» **Required action**
Your task is to gather the lines below that hold the string "tracing".

Stored items:
━━━━━━━━━━━━━━━━━━━━━━━━━━━━━━

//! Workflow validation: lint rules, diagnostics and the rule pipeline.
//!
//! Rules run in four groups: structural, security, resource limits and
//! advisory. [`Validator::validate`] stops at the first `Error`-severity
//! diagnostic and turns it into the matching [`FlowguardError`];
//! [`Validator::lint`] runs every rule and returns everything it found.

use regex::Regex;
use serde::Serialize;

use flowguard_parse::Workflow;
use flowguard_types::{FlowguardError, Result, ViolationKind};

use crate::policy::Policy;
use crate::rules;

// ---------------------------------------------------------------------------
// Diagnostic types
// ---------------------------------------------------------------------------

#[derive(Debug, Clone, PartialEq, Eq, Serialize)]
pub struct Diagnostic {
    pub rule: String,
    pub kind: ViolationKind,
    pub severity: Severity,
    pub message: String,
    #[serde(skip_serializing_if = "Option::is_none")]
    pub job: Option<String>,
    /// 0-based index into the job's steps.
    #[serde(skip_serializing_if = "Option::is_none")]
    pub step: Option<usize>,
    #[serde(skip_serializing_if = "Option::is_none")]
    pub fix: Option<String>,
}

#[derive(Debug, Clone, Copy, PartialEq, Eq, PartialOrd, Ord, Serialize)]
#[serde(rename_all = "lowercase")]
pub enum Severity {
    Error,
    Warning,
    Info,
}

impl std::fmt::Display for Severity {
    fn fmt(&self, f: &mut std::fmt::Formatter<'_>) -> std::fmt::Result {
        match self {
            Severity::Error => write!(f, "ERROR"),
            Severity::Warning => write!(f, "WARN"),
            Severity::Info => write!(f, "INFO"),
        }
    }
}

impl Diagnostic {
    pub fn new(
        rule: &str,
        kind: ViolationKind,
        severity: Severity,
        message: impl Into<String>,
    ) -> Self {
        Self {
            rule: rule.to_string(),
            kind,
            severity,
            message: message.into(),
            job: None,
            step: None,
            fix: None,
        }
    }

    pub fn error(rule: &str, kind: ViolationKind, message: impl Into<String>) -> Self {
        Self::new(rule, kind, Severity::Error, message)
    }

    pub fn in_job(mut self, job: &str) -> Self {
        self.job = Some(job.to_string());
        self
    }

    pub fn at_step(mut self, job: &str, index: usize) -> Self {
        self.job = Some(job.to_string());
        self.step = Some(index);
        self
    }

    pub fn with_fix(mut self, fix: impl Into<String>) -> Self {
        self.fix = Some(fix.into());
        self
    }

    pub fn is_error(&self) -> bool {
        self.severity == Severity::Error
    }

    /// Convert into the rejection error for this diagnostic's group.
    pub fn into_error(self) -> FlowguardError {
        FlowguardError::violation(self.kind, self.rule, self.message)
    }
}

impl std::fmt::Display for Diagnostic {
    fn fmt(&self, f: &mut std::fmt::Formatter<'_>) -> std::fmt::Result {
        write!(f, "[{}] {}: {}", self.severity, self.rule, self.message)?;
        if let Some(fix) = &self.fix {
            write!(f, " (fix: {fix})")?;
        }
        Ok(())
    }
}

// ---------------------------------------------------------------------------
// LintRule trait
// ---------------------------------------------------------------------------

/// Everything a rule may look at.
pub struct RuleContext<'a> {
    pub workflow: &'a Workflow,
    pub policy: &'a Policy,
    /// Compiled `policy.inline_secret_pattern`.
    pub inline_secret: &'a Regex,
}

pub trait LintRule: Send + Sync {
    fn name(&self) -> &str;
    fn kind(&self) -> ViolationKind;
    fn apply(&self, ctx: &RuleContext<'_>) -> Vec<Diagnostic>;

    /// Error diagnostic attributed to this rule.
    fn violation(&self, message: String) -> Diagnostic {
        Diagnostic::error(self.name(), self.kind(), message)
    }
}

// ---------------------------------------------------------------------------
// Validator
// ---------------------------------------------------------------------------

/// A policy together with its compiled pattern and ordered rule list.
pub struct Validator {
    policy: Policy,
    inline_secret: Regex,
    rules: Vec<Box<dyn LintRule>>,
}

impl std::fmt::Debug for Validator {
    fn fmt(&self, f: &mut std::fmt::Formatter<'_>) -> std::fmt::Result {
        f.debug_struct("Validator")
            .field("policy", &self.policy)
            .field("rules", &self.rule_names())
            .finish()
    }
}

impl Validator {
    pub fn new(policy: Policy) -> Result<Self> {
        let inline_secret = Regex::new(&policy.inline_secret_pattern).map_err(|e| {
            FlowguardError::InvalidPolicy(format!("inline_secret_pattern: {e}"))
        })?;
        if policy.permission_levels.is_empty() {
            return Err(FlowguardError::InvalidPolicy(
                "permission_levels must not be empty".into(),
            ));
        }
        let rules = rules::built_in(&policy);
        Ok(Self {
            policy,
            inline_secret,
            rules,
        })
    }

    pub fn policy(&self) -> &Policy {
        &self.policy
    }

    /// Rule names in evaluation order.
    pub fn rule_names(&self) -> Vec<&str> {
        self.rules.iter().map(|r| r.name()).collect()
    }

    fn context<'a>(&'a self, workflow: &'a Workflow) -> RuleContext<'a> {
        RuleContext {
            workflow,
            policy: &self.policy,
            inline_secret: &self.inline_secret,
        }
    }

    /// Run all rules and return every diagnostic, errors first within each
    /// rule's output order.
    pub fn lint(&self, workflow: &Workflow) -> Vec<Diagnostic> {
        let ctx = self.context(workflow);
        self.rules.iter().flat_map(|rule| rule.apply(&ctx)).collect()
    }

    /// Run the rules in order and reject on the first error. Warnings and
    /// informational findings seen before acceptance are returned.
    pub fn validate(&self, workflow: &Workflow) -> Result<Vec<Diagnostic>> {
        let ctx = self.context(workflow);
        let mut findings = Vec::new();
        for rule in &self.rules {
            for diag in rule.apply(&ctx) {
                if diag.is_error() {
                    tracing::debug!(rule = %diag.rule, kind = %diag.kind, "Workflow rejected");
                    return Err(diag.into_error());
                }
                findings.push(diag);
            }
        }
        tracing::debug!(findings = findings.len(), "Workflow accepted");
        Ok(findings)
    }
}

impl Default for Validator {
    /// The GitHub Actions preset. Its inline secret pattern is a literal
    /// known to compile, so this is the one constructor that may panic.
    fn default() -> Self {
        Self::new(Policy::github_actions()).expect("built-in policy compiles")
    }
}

━━━━━━━━━━━━━━━━━━━━━━━━━━━━━━

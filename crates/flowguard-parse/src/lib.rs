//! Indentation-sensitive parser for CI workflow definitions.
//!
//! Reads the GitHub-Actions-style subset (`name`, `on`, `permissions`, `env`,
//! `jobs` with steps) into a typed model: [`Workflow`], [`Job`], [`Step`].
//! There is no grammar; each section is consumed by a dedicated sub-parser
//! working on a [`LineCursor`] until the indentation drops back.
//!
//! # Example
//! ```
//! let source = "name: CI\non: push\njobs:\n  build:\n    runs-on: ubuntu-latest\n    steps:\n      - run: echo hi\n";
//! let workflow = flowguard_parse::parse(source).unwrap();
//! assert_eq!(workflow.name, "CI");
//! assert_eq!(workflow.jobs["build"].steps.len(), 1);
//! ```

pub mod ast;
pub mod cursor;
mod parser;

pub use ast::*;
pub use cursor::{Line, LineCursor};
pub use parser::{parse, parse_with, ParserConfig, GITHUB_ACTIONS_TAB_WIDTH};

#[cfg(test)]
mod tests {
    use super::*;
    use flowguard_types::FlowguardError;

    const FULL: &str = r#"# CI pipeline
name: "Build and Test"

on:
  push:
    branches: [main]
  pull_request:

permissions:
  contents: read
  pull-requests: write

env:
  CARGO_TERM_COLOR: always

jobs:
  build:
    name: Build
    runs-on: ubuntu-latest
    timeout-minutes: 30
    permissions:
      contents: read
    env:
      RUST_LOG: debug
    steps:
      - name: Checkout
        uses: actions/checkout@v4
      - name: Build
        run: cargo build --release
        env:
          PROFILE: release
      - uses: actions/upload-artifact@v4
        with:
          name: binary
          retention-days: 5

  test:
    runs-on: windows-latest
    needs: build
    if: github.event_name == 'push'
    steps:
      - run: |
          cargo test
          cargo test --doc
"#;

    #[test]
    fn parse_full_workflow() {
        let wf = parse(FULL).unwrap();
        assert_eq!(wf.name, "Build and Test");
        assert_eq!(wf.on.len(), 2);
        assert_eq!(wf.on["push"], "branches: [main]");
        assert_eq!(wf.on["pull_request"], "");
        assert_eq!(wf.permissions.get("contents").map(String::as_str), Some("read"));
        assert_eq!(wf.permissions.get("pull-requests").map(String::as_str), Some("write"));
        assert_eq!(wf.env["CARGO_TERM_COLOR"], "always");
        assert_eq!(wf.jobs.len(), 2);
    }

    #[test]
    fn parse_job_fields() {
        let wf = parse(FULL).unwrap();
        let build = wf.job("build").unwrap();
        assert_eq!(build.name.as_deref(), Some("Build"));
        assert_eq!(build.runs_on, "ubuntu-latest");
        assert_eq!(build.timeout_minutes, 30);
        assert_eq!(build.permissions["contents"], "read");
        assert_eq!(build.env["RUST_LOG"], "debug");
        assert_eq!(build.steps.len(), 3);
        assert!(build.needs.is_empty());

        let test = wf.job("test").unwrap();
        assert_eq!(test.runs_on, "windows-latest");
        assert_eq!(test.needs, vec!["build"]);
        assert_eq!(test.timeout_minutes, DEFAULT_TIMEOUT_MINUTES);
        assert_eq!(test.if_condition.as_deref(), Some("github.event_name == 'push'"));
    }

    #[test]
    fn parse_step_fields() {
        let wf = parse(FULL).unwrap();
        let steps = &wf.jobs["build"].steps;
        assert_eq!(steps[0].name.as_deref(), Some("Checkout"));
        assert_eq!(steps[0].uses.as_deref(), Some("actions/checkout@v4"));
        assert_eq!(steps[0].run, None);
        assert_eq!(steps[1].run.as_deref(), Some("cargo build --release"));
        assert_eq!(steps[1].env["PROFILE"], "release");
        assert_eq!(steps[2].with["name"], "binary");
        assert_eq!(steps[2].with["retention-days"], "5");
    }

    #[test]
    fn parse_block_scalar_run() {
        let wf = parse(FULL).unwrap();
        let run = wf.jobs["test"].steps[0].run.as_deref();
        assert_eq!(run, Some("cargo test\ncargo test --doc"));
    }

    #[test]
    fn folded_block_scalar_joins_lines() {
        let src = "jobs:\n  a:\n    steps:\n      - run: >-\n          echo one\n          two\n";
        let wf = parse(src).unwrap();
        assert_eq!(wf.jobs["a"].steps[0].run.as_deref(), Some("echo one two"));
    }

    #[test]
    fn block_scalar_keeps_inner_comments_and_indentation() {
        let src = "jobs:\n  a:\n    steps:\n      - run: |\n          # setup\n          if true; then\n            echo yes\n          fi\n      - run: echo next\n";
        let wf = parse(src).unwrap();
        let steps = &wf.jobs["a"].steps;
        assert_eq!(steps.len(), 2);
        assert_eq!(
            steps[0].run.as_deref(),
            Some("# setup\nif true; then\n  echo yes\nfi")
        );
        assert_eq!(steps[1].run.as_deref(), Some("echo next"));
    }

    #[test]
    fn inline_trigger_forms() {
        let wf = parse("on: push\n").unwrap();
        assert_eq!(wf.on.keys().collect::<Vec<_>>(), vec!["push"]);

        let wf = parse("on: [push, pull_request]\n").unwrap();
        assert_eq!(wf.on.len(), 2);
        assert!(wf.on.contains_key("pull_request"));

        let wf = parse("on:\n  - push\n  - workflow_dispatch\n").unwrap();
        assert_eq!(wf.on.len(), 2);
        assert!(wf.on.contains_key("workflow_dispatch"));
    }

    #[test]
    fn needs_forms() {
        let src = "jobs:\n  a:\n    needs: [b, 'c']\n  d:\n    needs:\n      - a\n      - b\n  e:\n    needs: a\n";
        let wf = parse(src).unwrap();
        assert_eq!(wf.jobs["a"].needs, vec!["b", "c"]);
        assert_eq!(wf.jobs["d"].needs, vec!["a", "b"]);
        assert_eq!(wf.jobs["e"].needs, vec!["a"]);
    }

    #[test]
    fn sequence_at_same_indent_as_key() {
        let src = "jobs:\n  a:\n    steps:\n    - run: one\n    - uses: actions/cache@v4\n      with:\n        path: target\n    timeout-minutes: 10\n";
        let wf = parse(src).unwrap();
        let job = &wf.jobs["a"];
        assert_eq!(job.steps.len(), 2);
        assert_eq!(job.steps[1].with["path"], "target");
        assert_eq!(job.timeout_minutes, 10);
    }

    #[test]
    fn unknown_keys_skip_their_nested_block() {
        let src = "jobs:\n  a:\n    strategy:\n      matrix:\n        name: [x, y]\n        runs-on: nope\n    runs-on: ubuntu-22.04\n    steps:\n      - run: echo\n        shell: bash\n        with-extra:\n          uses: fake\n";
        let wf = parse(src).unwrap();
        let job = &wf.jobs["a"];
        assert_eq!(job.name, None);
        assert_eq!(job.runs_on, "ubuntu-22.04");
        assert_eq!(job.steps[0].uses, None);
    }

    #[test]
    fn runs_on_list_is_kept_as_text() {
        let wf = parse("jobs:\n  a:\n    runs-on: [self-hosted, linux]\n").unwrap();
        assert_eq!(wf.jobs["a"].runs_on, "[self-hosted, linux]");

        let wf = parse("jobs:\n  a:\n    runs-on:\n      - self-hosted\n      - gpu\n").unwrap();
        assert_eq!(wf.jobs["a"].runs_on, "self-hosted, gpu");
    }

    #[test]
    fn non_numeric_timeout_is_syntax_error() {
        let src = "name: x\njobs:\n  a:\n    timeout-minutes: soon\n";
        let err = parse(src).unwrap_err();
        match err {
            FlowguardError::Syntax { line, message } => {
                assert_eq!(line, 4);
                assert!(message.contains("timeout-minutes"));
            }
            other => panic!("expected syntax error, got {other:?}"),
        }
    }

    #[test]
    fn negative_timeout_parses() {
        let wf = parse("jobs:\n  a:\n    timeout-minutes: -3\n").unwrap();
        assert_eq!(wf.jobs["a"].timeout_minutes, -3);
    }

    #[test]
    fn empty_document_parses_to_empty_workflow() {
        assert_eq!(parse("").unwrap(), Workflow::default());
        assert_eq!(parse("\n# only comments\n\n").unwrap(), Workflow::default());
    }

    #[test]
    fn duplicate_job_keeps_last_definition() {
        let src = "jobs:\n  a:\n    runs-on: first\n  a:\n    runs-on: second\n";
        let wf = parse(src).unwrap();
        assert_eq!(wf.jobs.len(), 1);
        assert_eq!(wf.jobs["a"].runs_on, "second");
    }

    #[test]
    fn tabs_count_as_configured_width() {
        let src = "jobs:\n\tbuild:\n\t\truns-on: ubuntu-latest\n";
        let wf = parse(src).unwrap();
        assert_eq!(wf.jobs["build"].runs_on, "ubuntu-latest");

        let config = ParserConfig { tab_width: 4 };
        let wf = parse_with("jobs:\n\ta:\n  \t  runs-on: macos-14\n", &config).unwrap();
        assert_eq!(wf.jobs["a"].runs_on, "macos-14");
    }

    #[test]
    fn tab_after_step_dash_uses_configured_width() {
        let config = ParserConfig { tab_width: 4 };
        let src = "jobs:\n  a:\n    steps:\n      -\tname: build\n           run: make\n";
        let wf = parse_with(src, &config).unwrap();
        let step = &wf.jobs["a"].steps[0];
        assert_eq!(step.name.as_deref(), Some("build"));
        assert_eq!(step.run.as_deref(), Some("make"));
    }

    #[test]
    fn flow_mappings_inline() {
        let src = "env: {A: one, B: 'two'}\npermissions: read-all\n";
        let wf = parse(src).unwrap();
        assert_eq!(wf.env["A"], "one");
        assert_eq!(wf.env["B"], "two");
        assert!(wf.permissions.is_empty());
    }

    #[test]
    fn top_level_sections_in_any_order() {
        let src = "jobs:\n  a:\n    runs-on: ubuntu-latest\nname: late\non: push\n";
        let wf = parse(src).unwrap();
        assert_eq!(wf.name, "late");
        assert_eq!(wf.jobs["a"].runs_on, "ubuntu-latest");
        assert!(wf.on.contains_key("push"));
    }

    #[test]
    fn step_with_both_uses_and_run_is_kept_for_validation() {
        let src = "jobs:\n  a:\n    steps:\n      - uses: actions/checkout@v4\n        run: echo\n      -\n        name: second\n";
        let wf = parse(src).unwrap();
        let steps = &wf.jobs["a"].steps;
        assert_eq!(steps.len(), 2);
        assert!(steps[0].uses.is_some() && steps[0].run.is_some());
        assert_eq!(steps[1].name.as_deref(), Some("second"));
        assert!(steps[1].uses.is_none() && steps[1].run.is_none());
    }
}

━━━━━━━━━━━━━━━━━━━━━━━━━━━━━━

» **Output of the task**
                    tracing::debug!(rule = %diag.rule, kind = %diag.kind, "Workflow rejected");
        tracing::debug!(findings = findings.len(), "Workflow accepted");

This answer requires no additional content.